**WHAT IS NEEDED:** Write out all the material verbatim, line by line.

**TASK DATA:**
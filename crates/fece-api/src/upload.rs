//! Handler for `POST /upload-url` — presigned direct upload.
//!
//! The browser asks for an upload slot, PUTs the audio bytes straight to
//! the object store, then posts only the resulting public URL to
//! `/submissions`. The audio payload never passes through this server.

use axum::{Json, extract::State};
use fece_core::blob::{BlobStore, PresignedUpload};
use serde::Deserialize;

use crate::{AppState, error::ApiError};

#[derive(Debug, Deserialize)]
#[serde(rename_all = "camelCase")]
pub struct UploadUrlBody {
  pub file_name:    Option<String>,
  pub content_type: Option<String>,
}

/// `POST /upload-url`
pub async fn create_url<S, B>(
  State(state): State<AppState<S, B>>,
  Json(body): Json<UploadUrlBody>,
) -> Result<Json<PresignedUpload>, ApiError>
where
  S: fece_core::store::RecordStore,
  B: BlobStore,
{
  let (Some(file_name), Some(content_type)) = (body.file_name, body.content_type)
  else {
    return Err(ApiError::BadRequest(
      "fileName and contentType are required".into(),
    ));
  };

  let presigned = state
    .blobs
    .presign_upload(&file_name, &content_type)
    .await
    .map_err(ApiError::blob)?;
  Ok(Json(presigned))
}
//! Year — a yearly compilation container grouping songs.

use chrono::{DateTime, Utc};
use serde::{Deserialize, Serialize};

use crate::song::Song;

/// A compilation year. Identified either by its rowid or by the unique
/// year number (the natural key used by seeding).
#[derive(Debug, Clone, Serialize, Deserialize)]
#[serde(rename_all = "camelCase")]
pub struct Year {
  pub id:          i64,
  /// The calendar year, unique across the table.
  pub year:        i32,
  pub description: String,
  pub created_at:  DateTime<Utc>,
}

/// A year together with its songs, ordered by creation time ascending —
/// the shape returned by the public playlist endpoints.
#[derive(Debug, Clone, Serialize, Deserialize)]
#[serde(rename_all = "camelCase")]
pub struct YearWithSongs {
  #[serde(flatten)]
  pub year:  Year,
  pub songs: Vec<Song>,
}

/// Input for creating (or seed-upserting) a year.
#[derive(Debug, Clone)]
pub struct NewYear {
  pub year:        i32,
  pub description: String,
}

**ANSWER TO THIS EXERCISE:**
filename crates/fece-api/src/upload.rs
//! Handler for `POST /upload-url` — presigned direct upload.
//!
//! The browser asks for an upload slot, PUTs the audio bytes straight to
//! the object store, then posts only the resulting public URL to
//! `/submissions`. The audio payload never passes through this server.

use axum::{Json, extract::State};
use fece_core::blob::{BlobStore, PresignedUpload};
use serde::Deserialize;

use crate::{AppState, error::ApiError};

#[derive(Debug, Deserialize)]
#[serde(rename_all = "camelCase")]
pub struct UploadUrlBody {
  pub file_name:    Option<String>,
  pub content_type: Option<String>,
}

/// `POST /upload-url`
pub async fn create_url<S, B>(
  State(state): State<AppState<S, B>>,
  Json(body): Json<UploadUrlBody>,
) -> Result<Json<PresignedUpload>, ApiError>
where
  S: fece_core::store::RecordStore,
  B: BlobStore,
{
  let (Some(file_name), Some(content_type)) = (body.file_name, body.content_type)
  else {
    return Err(ApiError::BadRequest(
      "fileName and contentType are required".into(),
    ));
  };

  let presigned = state
    .blobs
    .presign_upload(&file_name, &content_type)
    .await
    .map_err(ApiError::blob)?;
  Ok(Json(presigned))
}
//! Year — a yearly compilation container grouping songs.

use chrono::{DateTime, Utc};
use serde::{Deserialize, Serialize};

use crate::song::Song;

/// A compilation year. Identified either by its rowid or by the unique
/// year number (the natural key used by seeding).
#[derive(Debug, Clone, Serialize, Deserialize)]
#[serde(rename_all = "camelCase")]
pub struct Year {
  pub id:          i64,
  /// The calendar year, unique across the table.
  pub year:        i32,
  pub description: String,
  pub created_at:  DateTime<Utc>,
}

/// A year together with its songs, ordered by creation time ascending —
/// the shape returned by the public playlist endpoints.
#[derive(Debug, Clone, Serialize, Deserialize)]
#[serde(rename_all = "camelCase")]
pub struct YearWithSongs {
  #[serde(flatten)]
  pub year:  Year,
  pub songs: Vec<Song>,
}

/// Input for creating (or seed-upserting) a year.
#[derive(Debug, Clone)]
pub struct NewYear {
  pub year:        i32,
  pub description: String,
}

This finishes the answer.